* _The problem_: Which lines in the records below contain the word "String"? Copy each one.

* _Records for this task_:
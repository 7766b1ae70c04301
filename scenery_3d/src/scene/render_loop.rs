/// RenderLoop - drives a SceneManager frame after frame.
///
/// The loop ticks the scene, then asks a `FrameScheduler` to wait for the
/// next frame. It stops when its `CancellationToken` is cancelled or when
/// the scheduler reports the host is gone. Cancellation is checked between
/// frames, never in the middle of one.

use std::sync::atomic::{AtomicBool, Ordering};
use std::sync::Arc;
use std::time::{Duration, Instant};
use super::scene_manager::SceneManager;

/// Cloneable stop flag shared between the loop and whoever stops it
#[derive(Debug, Clone, Default)]
pub struct CancellationToken {
    cancelled: Arc<AtomicBool>,
}

impl CancellationToken {
    pub fn new() -> Self {
        Self::default()
    }

    pub fn cancel(&self) {
        self.cancelled.store(true, Ordering::Release);
    }

    pub fn is_cancelled(&self) -> bool {
        self.cancelled.load(Ordering::Acquire)
    }
}

/// Paces the loop (vsync, animation frame callback, fixed timer...).
pub trait FrameScheduler {
    /// Block until the next frame is due. Returns false when no more frames
    /// will come (window closed).
    fn wait_for_next_frame(&mut self) -> bool;
}

/// Scheduler sleeping to hold a fixed frame rate
#[derive(Debug)]
pub struct FixedRateScheduler {
    frame_duration: Duration,
    next_frame: Option<Instant>,
}

impl FixedRateScheduler {
    pub fn new(frames_per_second: u32) -> Self {
        Self {
            frame_duration: Duration::from_secs(1) / frames_per_second.max(1),
            next_frame: None,
        }
    }

    pub fn frame_duration(&self) -> Duration {
        self.frame_duration
    }
}

impl FrameScheduler for FixedRateScheduler {
    fn wait_for_next_frame(&mut self) -> bool {
        let now = Instant::now();
        let due = self.next_frame.unwrap_or(now);
        if due > now {
            std::thread::sleep(due - now);
        }
        // Late frames restart the cadence instead of bursting to catch up
        self.next_frame = Some(due.max(now) + self.frame_duration);
        true
    }
}

#[derive(Debug, Default)]
pub struct RenderLoop {
    token: CancellationToken,
}

impl RenderLoop {
    pub fn new() -> Self {
        Self::default()
    }

    /// Loop stopped through an existing token
    pub fn with_token(token: CancellationToken) -> Self {
        Self { token }
    }

    /// Token that stops this loop
    pub fn token(&self) -> CancellationToken {
        self.token.clone()
    }

    /// Tick `scene` until cancelled or until the scheduler gives up.
    ///
    /// Returns the number of frames run.
    pub fn run(&self, scene: &mut SceneManager, scheduler: &mut dyn FrameScheduler) -> u64 {
        crate::engine_info!("scenery3d::RenderLoop", "Render loop started");
        let mut frames = 0;

        while !self.token.is_cancelled() {
            scene.tick();
            frames += 1;

            if self.token.is_cancelled() || !scheduler.wait_for_next_frame() {
                break;
            }
        }

        crate::engine_info!("scenery3d::RenderLoop", "Render loop stopped after {} frame(s)", frames);
        frames
    }
}

#[cfg(test)]
#[path = "render_loop_tests.rs"]
mod tests;
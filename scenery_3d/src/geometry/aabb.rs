/// Axis-aligned bounding box.
///
/// Stored in local space on a mesh and transformed by the drawable's world
/// matrix at pick time.

use glam::{Mat4, Vec3};

/// Axis-Aligned Bounding Box
#[derive(Debug, Clone, Copy, PartialEq)]
pub struct AABB {
    /// Minimum corner (x, y, z)
    pub min: Vec3,
    /// Maximum corner (x, y, z)
    pub max: Vec3,
}

impl AABB {
    pub fn new(min: Vec3, max: Vec3) -> Self {
        Self { min, max }
    }

    /// Smallest box enclosing all points. `None` for an empty slice.
    pub fn from_points(points: &[Vec3]) -> Option<AABB> {
        let first = *points.first()?;
        let (min, max) = points.iter().skip(1).fold((first, first), |(min, max), p| {
            (min.min(*p), max.max(*p))
        });
        Some(AABB { min, max })
    }

    pub fn center(&self) -> Vec3 {
        (self.min + self.max) * 0.5
    }

    /// Transform this local-space AABB by a matrix, returning a new AABB.
    ///
    /// Uses the Arvo method: projects each matrix axis onto the AABB extents
    /// for a tight result without transforming all 8 corners.
    pub fn transformed(&self, matrix: &Mat4) -> AABB {
        let translation = matrix.col(3).truncate();
        let mut new_min = translation;
        let mut new_max = translation;

        for i in 0..3 {
            let axis = matrix.col(i).truncate();
            let a = axis * self.min[i];
            let b = axis * self.max[i];
            new_min += a.min(b);
            new_max += a.max(b);
        }

        AABB { min: new_min, max: new_max }
    }

    /// Test if a point lies inside or on the box.
    pub fn contains_point(&self, point: Vec3) -> bool {
        point.cmpge(self.min).all() && point.cmple(self.max).all()
    }

    /// Slab test. Returns the entry distance along the ray (0 when the origin
    /// is inside), or `None` if the ray misses or the box is behind it.
    ///
    /// `direction` does not need to be normalized; the distance is in units
    /// of `direction`.
    pub fn intersect_ray(&self, origin: Vec3, direction: Vec3) -> Option<f32> {
        let mut t_min = 0.0_f32;
        let mut t_max = f32::INFINITY;

        for i in 0..3 {
            let o = origin[i];
            let d = direction[i];
            if d.abs() < f32::EPSILON {
                // Parallel to this slab: must already be within it
                if o < self.min[i] || o > self.max[i] {
                    return None;
                }
                continue;
            }
            let inv = 1.0 / d;
            let mut t0 = (self.min[i] - o) * inv;
            let mut t1 = (self.max[i] - o) * inv;
            if t0 > t1 {
                std::mem::swap(&mut t0, &mut t1);
            }
            t_min = t_min.max(t0);
            t_max = t_max.min(t1);
            if t_min > t_max {
                return None;
            }
        }

        Some(t_min)
    }
}

#[cfg(test)]
#[path = "aabb_tests.rs"]
mod tests;
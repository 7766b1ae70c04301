/// OrbitalCamera - orbits a pivot point under cursor drag.
///
/// The camera sits on a sphere around the pivot, described by distance,
/// azimuth (around +Y, 0 on +Z) and elevation (above the horizontal plane),
/// and always faces the pivot.
///
/// Every orbit move can be vetted by restrictions. A restriction sees the
/// proposed position and answers with an `OrbitVerdict`: accept (possibly
/// with an adjusted position) or reject. Restrictions run in insertion
/// order, each one seeing the position left by the previous one. A single
/// rejection cancels the whole move.

use std::cell::RefCell;
use std::f32::consts::FRAC_PI_2;
use std::rc::Rc;
use glam::{Vec2, Vec3};
use crate::input::{CursorMove, InputSource};
use crate::scene::{FrameInfo, SceneContext, SceneObject};
use super::camera_manager::CameraManager;
use super::projection_camera::{PerspectiveDesc, ProjectionCamera};

// Keeps the view direction away from the poles where look_at flips
const MAX_ELEVATION: f32 = FRAC_PI_2 - 1e-3;

#[derive(Debug, Clone, Copy, PartialEq)]
pub struct OrbitalDesc {
    pub pivot: Vec3,
    pub distance: f32,
    pub min_distance: f32,
    pub max_distance: f32,
    pub azimuth_degrees: f32,
    pub elevation_degrees: f32,
    /// Radians per pixel of drag
    pub rotate_speed: f32,
    /// Fraction of the distance per zoom step
    pub zoom_speed: f32,
    pub perspective: PerspectiveDesc,
}

impl Default for OrbitalDesc {
    fn default() -> Self {
        Self {
            pivot: Vec3::ZERO,
            distance: 10.0,
            min_distance: 0.5,
            max_distance: 500.0,
            azimuth_degrees: 0.0,
            elevation_degrees: 20.0,
            rotate_speed: 0.005,
            zoom_speed: 0.1,
            perspective: PerspectiveDesc::default(),
        }
    }
}

/// Candidate orbit move handed to restrictions
#[derive(Debug, Clone, Copy, PartialEq)]
pub struct OrbitProposal {
    pub current: Vec3,
    pub proposed: Vec3,
    pub pivot: Vec3,
}

impl OrbitProposal {
    /// Elevation of the proposed position above the pivot, in radians
    pub fn proposed_elevation(&self) -> f32 {
        elevation_of(self.proposed - self.pivot)
    }
}

/// Answer of a restriction
#[derive(Debug, Clone, Copy, PartialEq)]
pub struct OrbitVerdict {
    pub accepted: bool,
    pub position: Vec3,
}

impl OrbitVerdict {
    pub fn accept(position: Vec3) -> Self {
        Self { accepted: true, position }
    }

    pub fn reject(position: Vec3) -> Self {
        Self { accepted: false, position }
    }
}

pub type OrbitRestriction = Box<dyn Fn(&OrbitProposal) -> OrbitVerdict>;

/// Restriction that clamps the elevation into `[min_degrees, max_degrees]`,
/// keeping distance and azimuth.
pub fn clamp_pitch(min_degrees: f32, max_degrees: f32) -> OrbitRestriction {
    let (min, max) = (min_degrees.to_radians(), max_degrees.to_radians());
    Box::new(move |proposal: &OrbitProposal| {
        let offset = proposal.proposed - proposal.pivot;
        let elevation = elevation_of(offset);
        if (min..=max).contains(&elevation) {
            return OrbitVerdict::accept(proposal.proposed);
        }
        let clamped = elevation.clamp(min, max);
        let position = proposal.pivot + spherical(offset.length(), azimuth_of(offset), clamped);
        OrbitVerdict::accept(position)
    })
}

/// Restriction that rejects any move putting the camera below `height`.
pub fn forbid_below(height: f32) -> OrbitRestriction {
    Box::new(move |proposal: &OrbitProposal| {
        if proposal.proposed.y < height {
            OrbitVerdict::reject(proposal.current)
        } else {
            OrbitVerdict::accept(proposal.proposed)
        }
    })
}

fn spherical(distance: f32, azimuth: f32, elevation: f32) -> Vec3 {
    let (sin_az, cos_az) = azimuth.sin_cos();
    let (sin_el, cos_el) = elevation.sin_cos();
    Vec3::new(cos_el * sin_az, sin_el, cos_el * cos_az) * distance
}

fn elevation_of(offset: Vec3) -> f32 {
    let length = offset.length();
    if length <= f32::EPSILON {
        return 0.0;
    }
    (offset.y / length).clamp(-1.0, 1.0).asin()
}

fn azimuth_of(offset: Vec3) -> f32 {
    offset.x.atan2(offset.z)
}

#[derive(Debug, Default)]
struct PendingDrag {
    delta: Vec2,
}

pub struct OrbitalCamera {
    name: String,
    camera: ProjectionCamera,
    pivot: Vec3,
    distance: f32,
    min_distance: f32,
    max_distance: f32,
    azimuth: f32,
    elevation: f32,
    rotate_speed: f32,
    zoom_speed: f32,
    restrictions: Vec<OrbitRestriction>,
    pending: Rc<RefCell<PendingDrag>>,
    active: bool,
}

impl OrbitalCamera {
    pub fn new(name: impl Into<String>, desc: &OrbitalDesc) -> Self {
        let min_distance = desc.min_distance.max(f32::EPSILON);
        let max_distance = desc.max_distance.max(min_distance);
        let mut camera = Self {
            name: name.into(),
            camera: ProjectionCamera::new(&desc.perspective),
            pivot: desc.pivot,
            distance: desc.distance.clamp(min_distance, max_distance),
            min_distance,
            max_distance,
            azimuth: desc.azimuth_degrees.to_radians(),
            elevation: desc.elevation_degrees.to_radians().clamp(-MAX_ELEVATION, MAX_ELEVATION),
            rotate_speed: desc.rotate_speed,
            zoom_speed: desc.zoom_speed,
            restrictions: Vec::new(),
            pending: Rc::new(RefCell::new(PendingDrag::default())),
            active: false,
        };
        camera.place();
        camera
    }

    /// Add a restriction; it runs after the ones already added.
    pub fn add_restriction(&mut self, restriction: OrbitRestriction) {
        self.restrictions.push(restriction);
    }

    pub fn with_restriction(mut self, restriction: OrbitRestriction) -> Self {
        self.add_restriction(restriction);
        self
    }

    pub fn restriction_count(&self) -> usize {
        self.restrictions.len()
    }

    pub fn pivot(&self) -> Vec3 {
        self.pivot
    }

    /// Move the pivot; the camera keeps its distance and angles.
    pub fn set_pivot(&mut self, pivot: Vec3) {
        self.pivot = pivot;
        self.place();
    }

    pub fn distance(&self) -> f32 {
        self.distance
    }

    pub fn azimuth(&self) -> f32 {
        self.azimuth
    }

    pub fn elevation(&self) -> f32 {
        self.elevation
    }

    pub fn is_active(&self) -> bool {
        self.active
    }

    /// Scale the distance by `zoom_speed` per step; positive steps move in.
    pub fn zoom(&mut self, steps: f32) {
        let factor = (1.0 - self.zoom_speed).powf(steps);
        self.distance = (self.distance * factor).clamp(self.min_distance, self.max_distance);
        self.place();
    }

    /// Rotate around the pivot by the given angles in radians.
    ///
    /// Returns false when a restriction vetoed the move; the camera is then
    /// left exactly where it was.
    pub fn orbit(&mut self, delta_azimuth: f32, delta_elevation: f32) -> bool {
        let azimuth = self.azimuth + delta_azimuth;
        let elevation = (self.elevation + delta_elevation).clamp(-MAX_ELEVATION, MAX_ELEVATION);
        let current = self.camera.position;
        let mut position = self.pivot + spherical(self.distance, azimuth, elevation);

        for restriction in &self.restrictions {
            let verdict = restriction(&OrbitProposal {
                current,
                proposed: position,
                pivot: self.pivot,
            });
            if !verdict.accepted {
                return false;
            }
            position = verdict.position;
        }

        let offset = position - self.pivot;
        if offset.length() <= f32::EPSILON {
            return false;
        }
        // Restrictions may move the camera but never out of the zoom range
        self.distance = offset.length().clamp(self.min_distance, self.max_distance);
        self.azimuth = azimuth_of(offset);
        self.elevation = elevation_of(offset).clamp(-MAX_ELEVATION, MAX_ELEVATION);
        self.place();
        true
    }

    fn place(&mut self) {
        self.camera.position = self.pivot + spherical(self.distance, self.azimuth, self.elevation);
        self.camera.look_at(self.pivot);
    }
}

impl SceneObject for OrbitalCamera {
    fn name(&self) -> &str {
        &self.name
    }

    fn on_scene_render(&mut self, _ctx: &mut SceneContext, _frame: &FrameInfo) {
        let drag = std::mem::take(&mut self.pending.borrow_mut().delta);
        if !self.active || drag == Vec2::ZERO {
            return;
        }
        // Drag right spins the scene right, drag down tilts the camera up
        self.orbit(-drag.x * self.rotate_speed, drag.y * self.rotate_speed);
    }

    fn as_camera(&self) -> Option<&dyn CameraManager> {
        Some(self)
    }

    fn as_camera_mut(&mut self) -> Option<&mut dyn CameraManager> {
        Some(self)
    }
}

impl CameraManager for OrbitalCamera {
    fn camera(&self) -> &ProjectionCamera {
        &self.camera
    }

    fn camera_mut(&mut self) -> &mut ProjectionCamera {
        &mut self.camera
    }

    fn register_input(&mut self, input: &mut dyn InputSource) {
        let pending = Rc::clone(&self.pending);
        input.register_move_event(Box::new(move |movement: CursorMove| {
            pending.borrow_mut().delta += movement.delta;
        }));
    }

    /// Moves the camera and re-derives the orbit from the new position.
    fn set_position(&mut self, position: Vec3) {
        let offset = position - self.pivot;
        if offset.length() <= f32::EPSILON {
            return;
        }
        self.distance = offset.length().clamp(self.min_distance, self.max_distance);
        self.azimuth = azimuth_of(offset);
        self.elevation = elevation_of(offset).clamp(-MAX_ELEVATION, MAX_ELEVATION);
        self.place();
    }

    fn on_active(&mut self, _ctx: &mut SceneContext) {
        self.active = true;
    }

    fn on_inactive(&mut self, _ctx: &mut SceneContext) {
        self.active = false;
        self.pending.borrow_mut().delta = Vec2::ZERO;
    }
}

#[cfg(test)]
#[path = "orbital_camera_tests.rs"]
mod tests;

* _Task result_:
    name: String,
    pub fn new(name: impl Into<String>, desc: &OrbitalDesc) -> Self {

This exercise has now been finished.